— DIRECTIONS —
The answer must consist of every line in the records below that contains the string "NodeData".

────────────────

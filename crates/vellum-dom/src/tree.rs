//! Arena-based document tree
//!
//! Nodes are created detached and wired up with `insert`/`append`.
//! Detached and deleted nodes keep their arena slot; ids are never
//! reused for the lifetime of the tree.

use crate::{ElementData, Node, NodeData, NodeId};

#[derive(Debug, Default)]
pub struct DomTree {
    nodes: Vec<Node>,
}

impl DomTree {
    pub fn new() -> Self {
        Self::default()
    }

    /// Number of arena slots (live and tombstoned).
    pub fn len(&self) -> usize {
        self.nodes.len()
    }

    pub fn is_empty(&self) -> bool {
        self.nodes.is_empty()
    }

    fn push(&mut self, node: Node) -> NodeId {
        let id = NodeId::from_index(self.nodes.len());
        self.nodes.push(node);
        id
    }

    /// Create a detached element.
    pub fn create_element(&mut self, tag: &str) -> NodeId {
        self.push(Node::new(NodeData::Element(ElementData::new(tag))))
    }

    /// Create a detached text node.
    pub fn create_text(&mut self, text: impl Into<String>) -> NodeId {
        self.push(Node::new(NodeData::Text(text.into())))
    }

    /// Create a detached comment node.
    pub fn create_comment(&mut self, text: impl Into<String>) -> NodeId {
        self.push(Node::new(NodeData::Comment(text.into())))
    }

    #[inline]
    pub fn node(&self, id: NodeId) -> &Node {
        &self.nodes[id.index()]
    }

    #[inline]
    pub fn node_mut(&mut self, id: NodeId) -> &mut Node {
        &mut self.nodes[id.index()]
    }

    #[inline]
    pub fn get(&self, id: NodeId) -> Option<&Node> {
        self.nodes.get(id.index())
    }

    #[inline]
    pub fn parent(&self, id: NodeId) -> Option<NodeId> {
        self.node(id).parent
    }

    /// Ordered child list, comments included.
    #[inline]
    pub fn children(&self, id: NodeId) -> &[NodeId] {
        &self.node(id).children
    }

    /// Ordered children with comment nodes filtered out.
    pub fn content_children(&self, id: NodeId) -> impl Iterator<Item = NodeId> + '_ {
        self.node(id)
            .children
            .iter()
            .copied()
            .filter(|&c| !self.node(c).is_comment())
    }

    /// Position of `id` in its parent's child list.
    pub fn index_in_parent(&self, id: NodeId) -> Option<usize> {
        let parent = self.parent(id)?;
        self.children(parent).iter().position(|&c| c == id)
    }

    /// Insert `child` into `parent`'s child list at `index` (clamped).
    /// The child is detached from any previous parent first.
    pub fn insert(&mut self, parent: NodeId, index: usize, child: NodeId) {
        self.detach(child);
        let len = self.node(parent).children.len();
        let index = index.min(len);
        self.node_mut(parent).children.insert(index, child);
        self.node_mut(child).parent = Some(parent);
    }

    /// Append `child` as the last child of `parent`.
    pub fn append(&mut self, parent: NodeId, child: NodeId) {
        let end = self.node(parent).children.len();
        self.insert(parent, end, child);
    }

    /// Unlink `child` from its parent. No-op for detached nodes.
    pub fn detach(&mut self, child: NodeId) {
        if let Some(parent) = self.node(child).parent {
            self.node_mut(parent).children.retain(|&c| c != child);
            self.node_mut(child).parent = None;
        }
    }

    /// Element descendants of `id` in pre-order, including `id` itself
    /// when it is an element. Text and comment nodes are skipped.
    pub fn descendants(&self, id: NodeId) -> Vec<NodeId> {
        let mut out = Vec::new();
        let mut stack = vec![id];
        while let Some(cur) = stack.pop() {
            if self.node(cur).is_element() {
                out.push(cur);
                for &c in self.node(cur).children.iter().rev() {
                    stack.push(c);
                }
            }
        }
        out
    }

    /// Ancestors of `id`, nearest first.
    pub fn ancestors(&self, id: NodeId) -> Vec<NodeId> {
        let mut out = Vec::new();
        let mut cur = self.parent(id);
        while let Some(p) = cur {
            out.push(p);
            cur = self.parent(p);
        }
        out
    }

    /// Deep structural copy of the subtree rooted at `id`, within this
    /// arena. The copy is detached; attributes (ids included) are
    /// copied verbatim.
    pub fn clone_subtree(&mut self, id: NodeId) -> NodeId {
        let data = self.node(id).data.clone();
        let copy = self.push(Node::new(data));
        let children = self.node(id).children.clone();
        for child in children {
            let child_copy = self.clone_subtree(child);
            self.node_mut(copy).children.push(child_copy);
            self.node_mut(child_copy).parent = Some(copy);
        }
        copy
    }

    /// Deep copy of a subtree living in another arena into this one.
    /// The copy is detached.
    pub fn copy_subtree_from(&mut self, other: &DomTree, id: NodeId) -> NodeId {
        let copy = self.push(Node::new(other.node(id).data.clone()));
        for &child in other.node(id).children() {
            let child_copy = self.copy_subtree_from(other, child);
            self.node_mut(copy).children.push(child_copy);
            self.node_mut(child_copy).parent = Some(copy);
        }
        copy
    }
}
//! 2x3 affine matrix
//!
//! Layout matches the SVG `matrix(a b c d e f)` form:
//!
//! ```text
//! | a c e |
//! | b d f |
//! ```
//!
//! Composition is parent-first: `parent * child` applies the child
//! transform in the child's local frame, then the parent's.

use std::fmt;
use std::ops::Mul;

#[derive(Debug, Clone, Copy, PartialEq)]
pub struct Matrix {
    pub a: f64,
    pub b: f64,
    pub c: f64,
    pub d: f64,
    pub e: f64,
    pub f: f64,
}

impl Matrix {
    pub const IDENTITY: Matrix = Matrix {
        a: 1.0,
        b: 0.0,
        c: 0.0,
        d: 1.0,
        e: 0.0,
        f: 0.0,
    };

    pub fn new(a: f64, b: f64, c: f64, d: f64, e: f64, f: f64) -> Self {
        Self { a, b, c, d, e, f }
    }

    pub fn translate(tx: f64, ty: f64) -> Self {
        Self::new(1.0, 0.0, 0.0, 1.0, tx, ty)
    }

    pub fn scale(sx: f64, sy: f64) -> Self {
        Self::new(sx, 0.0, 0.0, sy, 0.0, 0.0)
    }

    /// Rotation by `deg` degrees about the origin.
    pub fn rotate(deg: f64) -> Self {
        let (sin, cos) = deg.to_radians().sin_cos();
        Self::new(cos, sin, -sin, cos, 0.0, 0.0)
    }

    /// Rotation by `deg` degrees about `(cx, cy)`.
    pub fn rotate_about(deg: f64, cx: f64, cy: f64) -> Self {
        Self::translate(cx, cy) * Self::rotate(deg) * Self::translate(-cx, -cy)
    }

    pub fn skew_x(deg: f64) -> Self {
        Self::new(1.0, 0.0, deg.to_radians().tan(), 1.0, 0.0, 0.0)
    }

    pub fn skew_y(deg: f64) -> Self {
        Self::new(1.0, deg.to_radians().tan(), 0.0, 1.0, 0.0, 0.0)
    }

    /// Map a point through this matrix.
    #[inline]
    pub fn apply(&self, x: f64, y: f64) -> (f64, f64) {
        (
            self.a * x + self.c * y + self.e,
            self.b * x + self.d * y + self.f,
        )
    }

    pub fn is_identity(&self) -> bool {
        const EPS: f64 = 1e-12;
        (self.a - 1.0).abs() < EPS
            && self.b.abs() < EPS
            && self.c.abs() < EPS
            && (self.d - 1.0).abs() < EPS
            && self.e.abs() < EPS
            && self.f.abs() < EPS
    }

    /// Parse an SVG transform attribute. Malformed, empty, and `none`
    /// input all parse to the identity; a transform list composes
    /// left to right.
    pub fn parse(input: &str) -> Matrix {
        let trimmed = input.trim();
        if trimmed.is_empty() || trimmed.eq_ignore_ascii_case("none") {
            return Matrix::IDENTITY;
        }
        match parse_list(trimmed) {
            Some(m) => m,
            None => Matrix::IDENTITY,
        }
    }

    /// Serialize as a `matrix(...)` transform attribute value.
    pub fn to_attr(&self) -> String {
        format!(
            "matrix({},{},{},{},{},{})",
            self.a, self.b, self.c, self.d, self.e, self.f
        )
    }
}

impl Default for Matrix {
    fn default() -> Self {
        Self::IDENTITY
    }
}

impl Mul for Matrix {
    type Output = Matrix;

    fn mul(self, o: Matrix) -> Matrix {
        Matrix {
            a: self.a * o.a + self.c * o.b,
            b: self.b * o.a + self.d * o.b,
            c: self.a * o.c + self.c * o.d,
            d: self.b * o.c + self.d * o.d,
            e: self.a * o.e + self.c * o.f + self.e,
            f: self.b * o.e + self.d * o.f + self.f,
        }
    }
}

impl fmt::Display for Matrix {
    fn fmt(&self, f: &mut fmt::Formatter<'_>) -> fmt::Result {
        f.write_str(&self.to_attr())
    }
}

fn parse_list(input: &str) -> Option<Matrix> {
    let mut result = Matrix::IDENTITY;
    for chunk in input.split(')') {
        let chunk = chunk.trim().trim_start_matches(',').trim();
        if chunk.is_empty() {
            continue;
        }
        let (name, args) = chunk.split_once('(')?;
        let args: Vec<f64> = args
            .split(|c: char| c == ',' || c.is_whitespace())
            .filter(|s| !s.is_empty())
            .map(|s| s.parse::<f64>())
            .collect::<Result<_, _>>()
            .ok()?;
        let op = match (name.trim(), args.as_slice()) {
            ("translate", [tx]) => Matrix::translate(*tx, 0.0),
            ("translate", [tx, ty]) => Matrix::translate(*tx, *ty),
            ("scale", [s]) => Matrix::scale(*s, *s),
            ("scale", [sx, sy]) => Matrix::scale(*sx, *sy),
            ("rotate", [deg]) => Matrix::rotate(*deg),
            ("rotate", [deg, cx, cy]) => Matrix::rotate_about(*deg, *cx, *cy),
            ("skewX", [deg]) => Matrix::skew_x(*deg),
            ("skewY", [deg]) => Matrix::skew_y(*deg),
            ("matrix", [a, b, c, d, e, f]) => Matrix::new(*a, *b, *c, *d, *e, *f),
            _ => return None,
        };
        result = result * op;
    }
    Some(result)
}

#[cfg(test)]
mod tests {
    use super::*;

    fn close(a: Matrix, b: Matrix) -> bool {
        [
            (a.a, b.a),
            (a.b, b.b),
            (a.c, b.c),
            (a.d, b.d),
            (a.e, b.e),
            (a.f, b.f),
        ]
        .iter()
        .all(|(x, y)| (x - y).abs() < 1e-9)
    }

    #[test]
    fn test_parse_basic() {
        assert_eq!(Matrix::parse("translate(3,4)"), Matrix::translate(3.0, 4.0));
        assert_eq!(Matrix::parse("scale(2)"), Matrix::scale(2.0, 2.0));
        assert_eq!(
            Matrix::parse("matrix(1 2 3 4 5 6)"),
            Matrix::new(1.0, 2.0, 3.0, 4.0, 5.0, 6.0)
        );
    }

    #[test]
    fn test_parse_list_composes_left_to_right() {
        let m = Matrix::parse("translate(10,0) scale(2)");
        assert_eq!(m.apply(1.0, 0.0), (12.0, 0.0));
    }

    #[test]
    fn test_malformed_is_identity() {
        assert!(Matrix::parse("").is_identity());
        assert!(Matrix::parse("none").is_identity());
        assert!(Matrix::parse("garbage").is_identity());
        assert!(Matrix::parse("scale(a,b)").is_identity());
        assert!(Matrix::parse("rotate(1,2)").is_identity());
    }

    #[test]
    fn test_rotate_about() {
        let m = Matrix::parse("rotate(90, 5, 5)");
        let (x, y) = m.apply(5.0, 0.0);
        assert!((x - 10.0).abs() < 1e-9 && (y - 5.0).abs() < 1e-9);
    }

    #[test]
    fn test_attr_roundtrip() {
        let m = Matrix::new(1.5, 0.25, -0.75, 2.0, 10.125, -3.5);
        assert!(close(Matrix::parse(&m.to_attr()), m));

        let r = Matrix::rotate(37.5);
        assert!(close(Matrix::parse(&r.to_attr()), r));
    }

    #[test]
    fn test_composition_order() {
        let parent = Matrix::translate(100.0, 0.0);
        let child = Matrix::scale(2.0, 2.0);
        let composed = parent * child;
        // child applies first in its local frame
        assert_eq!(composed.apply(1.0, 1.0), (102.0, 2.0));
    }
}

────────────────

— OUTPUT FOR THIS TASK —
use crate::{ElementData, Node, NodeData, NodeId};
        self.push(Node::new(NodeData::Element(ElementData::new(tag))))
        self.push(Node::new(NodeData::Text(text.into())))
        self.push(Node::new(NodeData::Comment(text.into())))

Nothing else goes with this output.